[PROMPT]
The response must consist of every record, restated word for word.

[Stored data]
*****

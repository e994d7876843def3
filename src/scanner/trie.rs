//! Path trie for workspace boundary enforcement.
//!
//! Scanning one root must not descend into a directory that is itself a
//! registered workspace root (a nested sub-workspace); that directory is
//! scanned under its own root identity. Lookup is O(path components).

use ahash::AHashMap;
use std::path::{Component, Path};

#[derive(Default)]
struct TrieNode {
    children: AHashMap<String, TrieNode>,
    is_root: bool,
}

/// Trie over normalized root paths.
#[derive(Default)]
pub struct PathTrie {
    root: TrieNode,
}

impl PathTrie {
    #[must_use]
    pub fn new() -> Self {
        Self::default()
    }

    /// Registers a workspace root path.
    pub fn insert(&mut self, path: &Path) {
        let mut node = &mut self.root;
        for part in components_of(path) {
            node = node.children.entry(part).or_default();
        }
        node.is_root = true;
    }

    /// Returns true when `dir` is a registered workspace root other than
    /// `scanning_root` (i.e. the scanner must not descend into it).
    #[must_use]
    pub fn is_foreign_root(&self, dir: &Path, scanning_root: &Path) -> bool {
        if dir == scanning_root {
            return false;
        }
        let mut node = &self.root;
        for part in components_of(dir) {
            match node.children.get(&part) {
                Some(child) => node = child,
                None => return false,
            }
        }
        node.is_root
    }

    #[must_use]
    pub fn is_empty(&self) -> bool {
        self.root.children.is_empty()
    }
}

fn components_of(path: &Path) -> impl Iterator<Item = String> + '_ {
    path.components().filter_map(|c| match c {
        Component::Normal(p) => Some(p.to_string_lossy().to_string()),
        Component::Prefix(p) => Some(p.as_os_str().to_string_lossy().to_string()),
        _ => None,
    })
}

#[cfg(test)]
mod tests {
    use super::*;
    use std::path::PathBuf;

    #[test]
    fn test_nested_root_is_foreign() {
        let mut trie = PathTrie::new();
        trie.insert(Path::new("/ws"));
        trie.insert(Path::new("/ws/sub"));

        let scanning = PathBuf::from("/ws");
        assert!(trie.is_foreign_root(Path::new("/ws/sub"), &scanning));
        assert!(!trie.is_foreign_root(Path::new("/ws"), &scanning));
        assert!(!trie.is_foreign_root(Path::new("/ws/other"), &scanning));
    }

    #[test]
    fn test_prefix_of_root_is_not_foreign() {
        let mut trie = PathTrie::new();
        trie.insert(Path::new("/ws/deep/nested"));
        // /ws/deep is only a prefix, not a registered root
        assert!(!trie.is_foreign_root(Path::new("/ws/deep"), Path::new("/ws")));
        assert!(trie.is_foreign_root(Path::new("/ws/deep/nested"), Path::new("/ws")));
    }
}
//! sari: workspace-scoped code search MCP server.
//!
//! Usage:
//!   sari serve --root <path>        # MCP server on stdin/stdout
//!   sari scan --root <path>         # one-shot index build
//!   sari search <query>             # CLI search (debugging)
//!   sari status                     # index health snapshot

use clap::{Parser, Subcommand};
use sari::{Service, Settings};
use serde_json::json;
use std::io::BufReader;
use std::path::PathBuf;
use tracing_subscriber::EnvFilter;

#[derive(Parser)]
#[command(name = "sari")]
#[command(about = "Workspace-scoped code search and retrieval MCP server")]
#[command(version)]
struct Cli {
    /// Workspace root directory
    #[arg(long, default_value = ".")]
    root: PathBuf,

    /// Database path (default: per-user cache keyed by root id)
    #[arg(long)]
    db: Option<PathBuf>,

    #[command(subcommand)]
    command: Commands,
}

#[derive(Subcommand)]
enum Commands {
    /// Start the MCP server (stdin/stdout JSON-RPC)
    Serve,

    /// Run one full scan to completion
    Scan,

    /// Search the index from the command line
    Search {
        /// Search query
        query: String,

        /// Search type: code, symbol, api, repo, auto
        #[arg(short = 't', long, default_value = "code")]
        search_type: String,

        /// Maximum results
        #[arg(short, long, default_value = "20")]
        limit: usize,
    },

    /// Print the status snapshot
    Status,
}

fn main() -> anyhow::Result<()> {
    let cli = Cli::parse();

    // CRITICAL: log to stderr only (stdout is JSON-RPC for MCP).
    tracing_subscriber::fmt()
        .with_env_filter(EnvFilter::from_default_env().add_directive("sari=info".parse()?))
        .with_writer(std::io::stderr)
        .init();

    let settings = Settings::from_env();
    let service = Service::new(&cli.root, cli.db.clone(), settings)?;

    match cli.command {
        Commands::Serve => {
            tracing::info!(
                "serving MCP for {}",
                service.ctx.workspace_root.display()
            );
            let server = sari::mcp::McpServer::new(service.ctx.clone());
            let stdin = std::io::stdin();
            let stdout = std::io::stdout();
            server.run(BufReader::new(stdin.lock()), stdout);
        }

        Commands::Scan => {
            let outcome = service
                .ctx
                .indexer
                .scan_once()
                .map_err(|e| anyhow::anyhow!(e))?;
            println!(
                "{}",
                serde_json::to_string_pretty(&json!({
                    "scanned_files": outcome.scanned_files,
                    "indexed_files": outcome.indexed_files,
                }))?
            );
        }

        Commands::Search {
            query,
            search_type,
            limit,
        } => {
            let args = json!({
                "query": query,
                "search_type": search_type,
                "limit": limit,
            });
            let response = sari::tools::execute_search(&service.ctx, &args);
            println!("{}", serde_json::to_string_pretty(&response.json)?);
        }

        Commands::Status => {
            let response = sari::tools::execute_status(&service.ctx, &json!({}));
            println!("{}", serde_json::to_string_pretty(&response.json)?);
        }
    }

    service.shutdown();
    Ok(())
}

*****

[COMPLETED TASK]
repository e994d7876843def3
filename src/scanner/trie.rs
//! Path trie for workspace boundary enforcement.
//!
//! Scanning one root must not descend into a directory that is itself a
//! registered workspace root (a nested sub-workspace); that directory is
//! scanned under its own root identity. Lookup is O(path components).

use ahash::AHashMap;
use std::path::{Component, Path};

#[derive(Default)]
struct TrieNode {
    children: AHashMap<String, TrieNode>,
    is_root: bool,
}

/// Trie over normalized root paths.
#[derive(Default)]
pub struct PathTrie {
    root: TrieNode,
}

impl PathTrie {
    #[must_use]
    pub fn new() -> Self {
        Self::default()
    }

    /// Registers a workspace root path.
    pub fn insert(&mut self, path: &Path) {
        let mut node = &mut self.root;
        for part in components_of(path) {
            node = node.children.entry(part).or_default();
        }
        node.is_root = true;
    }

    /// Returns true when `dir` is a registered workspace root other than
    /// `scanning_root` (i.e. the scanner must not descend into it).
    #[must_use]
    pub fn is_foreign_root(&self, dir: &Path, scanning_root: &Path) -> bool {
        if dir == scanning_root {
            return false;
        }
        let mut node = &self.root;
        for part in components_of(dir) {
            match node.children.get(&part) {
                Some(child) => node = child,
                None => return false,
            }
        }
        node.is_root
    }

    #[must_use]
    pub fn is_empty(&self) -> bool {
        self.root.children.is_empty()
    }
}

fn components_of(path: &Path) -> impl Iterator<Item = String> + '_ {
    path.components().filter_map(|c| match c {
        Component::Normal(p) => Some(p.to_string_lossy().to_string()),
        Component::Prefix(p) => Some(p.as_os_str().to_string_lossy().to_string()),
        _ => None,
    })
}

#[cfg(test)]
mod tests {
    use super::*;
    use std::path::PathBuf;

    #[test]
    fn test_nested_root_is_foreign() {
        let mut trie = PathTrie::new();
        trie.insert(Path::new("/ws"));
        trie.insert(Path::new("/ws/sub"));

        let scanning = PathBuf::from("/ws");
        assert!(trie.is_foreign_root(Path::new("/ws/sub"), &scanning));
        assert!(!trie.is_foreign_root(Path::new("/ws"), &scanning));
        assert!(!trie.is_foreign_root(Path::new("/ws/other"), &scanning));
    }

    #[test]
    fn test_prefix_of_root_is_not_foreign() {
        let mut trie = PathTrie::new();
        trie.insert(Path::new("/ws/deep/nested"));
        // /ws/deep is only a prefix, not a registered root
        assert!(!trie.is_foreign_root(Path::new("/ws/deep"), Path::new("/ws")));
        assert!(trie.is_foreign_root(Path::new("/ws/deep/nested"), Path::new("/ws")));
    }
}
//! sari: workspace-scoped code search MCP server.
//!
//! Usage:
//!   sari serve --root <path>        # MCP server on stdin/stdout
//!   sari scan --root <path>         # one-shot index build
//!   sari search <query>             # CLI search (debugging)
//!   sari status                     # index health snapshot

use clap::{Parser, Subcommand};
use sari::{Service, Settings};
use serde_json::json;
use std::io::BufReader;
use std::path::PathBuf;
use tracing_subscriber::EnvFilter;

#[derive(Parser)]
#[command(name = "sari")]
#[command(about = "Workspace-scoped code search and retrieval MCP server")]
#[command(version)]
struct Cli {
    /// Workspace root directory
    #[arg(long, default_value = ".")]
    root: PathBuf,

    /// Database path (default: per-user cache keyed by root id)
    #[arg(long)]
    db: Option<PathBuf>,

    #[command(subcommand)]
    command: Commands,
}

#[derive(Subcommand)]
enum Commands {
    /// Start the MCP server (stdin/stdout JSON-RPC)
    Serve,

    /// Run one full scan to completion
    Scan,

    /// Search the index from the command line
    Search {
        /// Search query
        query: String,

        /// Search type: code, symbol, api, repo, auto
        #[arg(short = 't', long, default_value = "code")]
        search_type: String,

        /// Maximum results
        #[arg(short, long, default_value = "20")]
        limit: usize,
    },

    /// Print the status snapshot
    Status,
}

fn main() -> anyhow::Result<()> {
    let cli = Cli::parse();

    // CRITICAL: log to stderr only (stdout is JSON-RPC for MCP).
    tracing_subscriber::fmt()
        .with_env_filter(EnvFilter::from_default_env().add_directive("sari=info".parse()?))
        .with_writer(std::io::stderr)
        .init();

    let settings = Settings::from_env();
    let service = Service::new(&cli.root, cli.db.clone(), settings)?;

    match cli.command {
        Commands::Serve => {
            tracing::info!(
                "serving MCP for {}",
                service.ctx.workspace_root.display()
            );
            let server = sari::mcp::McpServer::new(service.ctx.clone());
            let stdin = std::io::stdin();
            let stdout = std::io::stdout();
            server.run(BufReader::new(stdin.lock()), stdout);
        }

        Commands::Scan => {
            let outcome = service
                .ctx
                .indexer
                .scan_once()
                .map_err(|e| anyhow::anyhow!(e))?;
            println!(
                "{}",
                serde_json::to_string_pretty(&json!({
                    "scanned_files": outcome.scanned_files,
                    "indexed_files": outcome.indexed_files,
                }))?
            );
        }

        Commands::Search {
            query,
            search_type,
            limit,
        } => {
            let args = json!({
                "query": query,
                "search_type": search_type,
                "limit": limit,
            });
            let response = sari::tools::execute_search(&service.ctx, &args);
            println!("{}", serde_json::to_string_pretty(&response.json)?);
        }

        Commands::Status => {
            let response = sari::tools::execute_status(&service.ctx, &json!({}));
            println!("{}", serde_json::to_string_pretty(&response.json)?);
        }
    }

    service.shutdown();
    Ok(())
}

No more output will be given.